◆ TASK PROMPT: Copy every line from the records below that carries the word "matches".
---------- WORKING DATA ----------
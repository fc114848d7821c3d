//! Description-document profiles.
//!
//! Two profiles share one parsing pipeline. The common structural profile
//! uses a fixed zone vocabulary under a labeled structural map. The legacy
//! profile (one partner ingestion pipeline) reuses a generic section kind for
//! semantically distinct metadata, distinguished only by a secondary type
//! attribute, and locates content by recursive file-pointer search instead of
//! zone labels. Everything profile-specific lives here; the walker and the
//! resolvers are parameterized by this module and carry no profile branches
//! of their own.

use crate::model::metadata_type::{match_category, MetadataCategory, MetadataType};

/// Which description-document dialect a parse or build run follows.
#[derive(Debug, Clone, Copy, PartialEq, Eq, Default)]
pub enum Profile {
    #[default]
    CommonSpec,
    /// Import-only. Builds are rejected for this profile.
    Legacy,
}

/// Structural-map labels recognized for the common profile.
pub const COMMON_STRUCT_MAP_LABELS: &[&str] =
    &["Common Specification structural map", "E-ARK structural map"];

/// Structural-map id recognized for the legacy profile.
pub const LEGACY_STRUCT_MAP_ID: &str = "CSIP";

/// Zone labels, shared between structural-map divisions and on-disk folder
/// names.
pub mod zone {
    pub const METADATA: &str = "metadata";
    pub const DESCRIPTIVE: &str = "descriptive";
    pub const PRESERVATION: &str = "preservation";
    pub const OTHER: &str = "other";
    pub const REPRESENTATIONS: &str = "representations";
    pub const DATA: &str = "data";
    pub const SCHEMAS: &str = "schemas";
    pub const DOCUMENTATION: &str = "documentation";
    pub const SUBMISSION: &str = "submission";
}

/// Outcome of classifying one legacy metadata section.
///
/// The legacy profile marks standalone documents and dossiers
/// ("expedients") with the same generic section kind; only the declared
/// type pair tells them apart. `confident` records whether the decision
/// came from a recognized vocabulary or from the informative-but-unknown
/// fallback, so the caller can WARN on the latter instead of guessing
/// silently.
#[derive(Debug, Clone, Copy, PartialEq, Eq)]
pub enum LegacyClass {
    Document,
    Expedient { confident: bool },
    Unknown,
}

/// Classify a legacy metadata section from its declared type pair.
///
/// Pure function of the two attributes; emits nothing.
pub fn classify_legacy_section(
    declared_type: Option<&str>,
    declared_other_type: Option<&str>,
) -> LegacyClass {
    let declared = declared_type.and_then(match_category);
    let other = declared_other_type.and_then(match_category);

    if matches!(declared, Some(MetadataCategory::Dc))
        || matches!(
            other,
            Some(
                MetadataCategory::Dc
                    | MetadataCategory::VocDocument
                    | MetadataCategory::VocDocumentExp
            )
        )
    {
        return LegacyClass::Document;
    }

    if matches!(
        other,
        Some(MetadataCategory::VocExpedient | MetadataCategory::VocUpf)
    ) {
        return LegacyClass::Expedient { confident: true };
    }

    // An informative secondary type that matched no vocabulary still marks a
    // dossier in practice, but the caller must surface the guess.
    match declared_other_type.map(str::trim) {
        Some(s) if !s.is_empty() => LegacyClass::Expedient { confident: false },
        _ => LegacyClass::Unknown,
    }
}

/// Normalize a classified legacy section's type tag, keeping the original
/// declared secondary type in the other-type slot whenever it was
/// informative.
pub fn legacy_normalized_type(
    class: LegacyClass,
    declared_other_type: Option<&str>,
) -> Option<MetadataType> {
    let category = match class {
        LegacyClass::Document => MetadataCategory::VocDocument,
        LegacyClass::Expedient { .. } => MetadataCategory::VocExpedient,
        LegacyClass::Unknown => return None,
    };
    let mut normalized = MetadataType::from_category(category);
    if let Some(original) = declared_other_type.map(str::trim).filter(|s| !s.is_empty()) {
        // drop the secondary type when it is what the normalization already says
        if !original.eq_ignore_ascii_case(normalized.as_str()) {
            normalized = normalized.with_other_type(original);
        }
    }
    Some(normalized)
}
//! Package and representation content types, and the role-qualified `TYPE`
//! attribute carried by description-document roots.

use std::fmt;

use serde::Serialize;

/// Role variant of an information package.
#[derive(Debug, Clone, Copy, PartialEq, Eq, Serialize)]
pub enum IPType {
    /// Submission Information Package
    Sip,
    /// Archival Information Package
    Aip,
    /// Dissemination Information Package
    Dip,
}

impl IPType {
    pub fn name(&self) -> &'static str {
        match self {
            IPType::Sip => "SIP",
            IPType::Aip => "AIP",
            IPType::Dip => "DIP",
        }
    }

    pub fn from_name(name: &str) -> Option<Self> {
        match name.trim().to_ascii_uppercase().as_str() {
            "SIP" => Some(IPType::Sip),
            "AIP" => Some(IPType::Aip),
            "DIP" => Some(IPType::Dip),
            _ => None,
        }
    }
}

impl fmt::Display for IPType {
    fn fmt(&self, f: &mut fmt::Formatter<'_>) -> fmt::Result {
        f.write_str(self.name())
    }
}

/// Lifecycle status recorded in the description-document header.
#[derive(Debug, Clone, Copy, PartialEq, Eq, Default, Serialize)]
pub enum IPStatus {
    #[default]
    New,
    Update,
}

impl IPStatus {
    pub fn name(&self) -> &'static str {
        match self {
            IPStatus::New => "NEW",
            IPStatus::Update => "UPDATE",
        }
    }

    /// Parse a header record status; anything unrecognized falls back to NEW.
    pub fn parse(raw: Option<&str>) -> Self {
        match raw.map(|s| s.trim().to_ascii_uppercase()) {
            Some(s) if s == "UPDATE" => IPStatus::Update,
            _ => IPStatus::New,
        }
    }
}

/// Canonical content-type categories.
#[derive(Debug, Clone, Copy, PartialEq, Eq, Serialize)]
pub enum ContentTypeKind {
    Sfsb,
    Rdb,
    Erms,
    Geodata,
    Mixed,
    /// Legacy dossier template
    PlExpedient,
    /// Legacy institution-specific dossier template
    PlExpUpf,
    /// Legacy standalone-document template
    PlDocument,
    Other,
}

impl ContentTypeKind {
    pub fn name(&self) -> &'static str {
        match self {
            ContentTypeKind::Sfsb => "SFSB",
            ContentTypeKind::Rdb => "RDB",
            ContentTypeKind::Erms => "ERMS",
            ContentTypeKind::Geodata => "GEODATA",
            ContentTypeKind::Mixed => "MIXED",
            ContentTypeKind::PlExpedient => "PL_EXPEDIENT",
            ContentTypeKind::PlExpUpf => "PL_EXP_UPF",
            ContentTypeKind::PlDocument => "PL_DOCUMENT",
            ContentTypeKind::Other => "OTHER",
        }
    }

    fn from_name(name: &str) -> Option<Self> {
        match name.trim().to_ascii_uppercase().as_str() {
            "SFSB" => Some(ContentTypeKind::Sfsb),
            "RDB" => Some(ContentTypeKind::Rdb),
            "ERMS" => Some(ContentTypeKind::Erms),
            "GEODATA" => Some(ContentTypeKind::Geodata),
            "MIXED" => Some(ContentTypeKind::Mixed),
            "PL_EXPEDIENT" => Some(ContentTypeKind::PlExpedient),
            "PL_EXP_UPF" => Some(ContentTypeKind::PlExpUpf),
            "PL_DOCUMENT" => Some(ContentTypeKind::PlDocument),
            "OTHER" => Some(ContentTypeKind::Other),
            _ => None,
        }
    }
}

/// Content type of a package or representation: a canonical category, with
/// the free-text original retained when no category matched.
#[derive(Debug, Clone, PartialEq, Eq, Serialize)]
pub struct ContentType {
    kind: ContentTypeKind,
    other: String,
}

impl ContentType {
    /// Resolve a declared content type; unmatched values become the given
    /// default kind with the original retained as the other-type.
    pub fn parse_or(raw: &str, default: ContentTypeKind) -> Self {
        match ContentTypeKind::from_name(raw) {
            Some(kind) => Self {
                kind,
                other: String::new(),
            },
            None => Self {
                kind: default,
                other: raw.to_string(),
            },
        }
    }

    /// Resolve a declared content type, defaulting to `Other`.
    pub fn parse(raw: &str) -> Self {
        Self::parse_or(raw, ContentTypeKind::Other)
    }

    pub fn from_kind(kind: ContentTypeKind) -> Self {
        Self {
            kind,
            other: String::new(),
        }
    }

    pub fn mixed() -> Self {
        Self::from_kind(ContentTypeKind::Mixed)
    }

    pub fn kind(&self) -> ContentTypeKind {
        self.kind
    }

    pub fn other_type(&self) -> Option<&str> {
        if self.other.is_empty() {
            None
        } else {
            Some(&self.other)
        }
    }

    pub fn as_str(&self) -> &str {
        if self.kind == ContentTypeKind::Other && !self.other.is_empty() {
            &self.other
        } else {
            self.kind.name()
        }
    }
}

impl Default for ContentType {
    fn default() -> Self {
        Self::mixed()
    }
}

impl fmt::Display for ContentType {
    fn fmt(&self, f: &mut fmt::Formatter<'_>) -> fmt::Result {
        f.write_str(self.as_str())
    }
}

/// `TYPE` prefix used by representation-level description documents.
pub const REPRESENTATION_TYPE_PREFIX: &str = "representation";

/// Split a package-level `TYPE` attribute of the form `"<role>:<contentType>"`.
///
/// Both halves must be present and the role must be a recognized package
/// role; a malformed attribute is a structural problem for the caller.
pub fn split_package_type(attr: &str) -> Result<(IPType, ContentType), String> {
    let (role, content) = split_two_parts(attr)?;
    let ip_type = IPType::from_name(role)
        .ok_or_else(|| format!("'TYPE' attribute does not contain a valid package role: {attr}"))?;
    Ok((ip_type, ContentType::parse(content)))
}

/// Split a representation-level `TYPE` attribute of the form
/// `"representation:<contentType>"`.
///
/// A bare `"representation"` with no second part is tolerated and yields
/// `None`, matching documents produced before the two-part form existed.
pub fn split_representation_type(attr: &str) -> Result<Option<ContentType>, String> {
    let trimmed = attr.trim();
    if trimmed.is_empty() {
        return Err("'TYPE' attribute does not contain any value".to_string());
    }
    if trimmed.eq_ignore_ascii_case(REPRESENTATION_TYPE_PREFIX) {
        return Ok(None);
    }
    let (prefix, content) = split_two_parts(trimmed)?;
    if !prefix.eq_ignore_ascii_case(REPRESENTATION_TYPE_PREFIX) {
        return Err(format!(
            "'TYPE' attribute does not contain a valid representation value: {attr}"
        ));
    }
    Ok(Some(ContentType::parse(content)))
}

fn split_two_parts(attr: &str) -> Result<(&str, &str), String> {
    let trimmed = attr.trim();
    if trimmed.is_empty() {
        return Err("'TYPE' attribute does not contain any value".to_string());
    }
    match trimmed.split_once(':') {
        Some((a, b)) if !a.trim().is_empty() && !b.trim().is_empty() => {
            Ok((a.trim(), b.trim()))
        }
        _ => Err(format!(
            "'TYPE' attribute does not contain a valid value: {attr}"
        )),
    }
}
----------
◆ YOUR RESPONSE:
    if matches!(declared, Some(MetadataCategory::Dc))
        || matches!(
    if matches!(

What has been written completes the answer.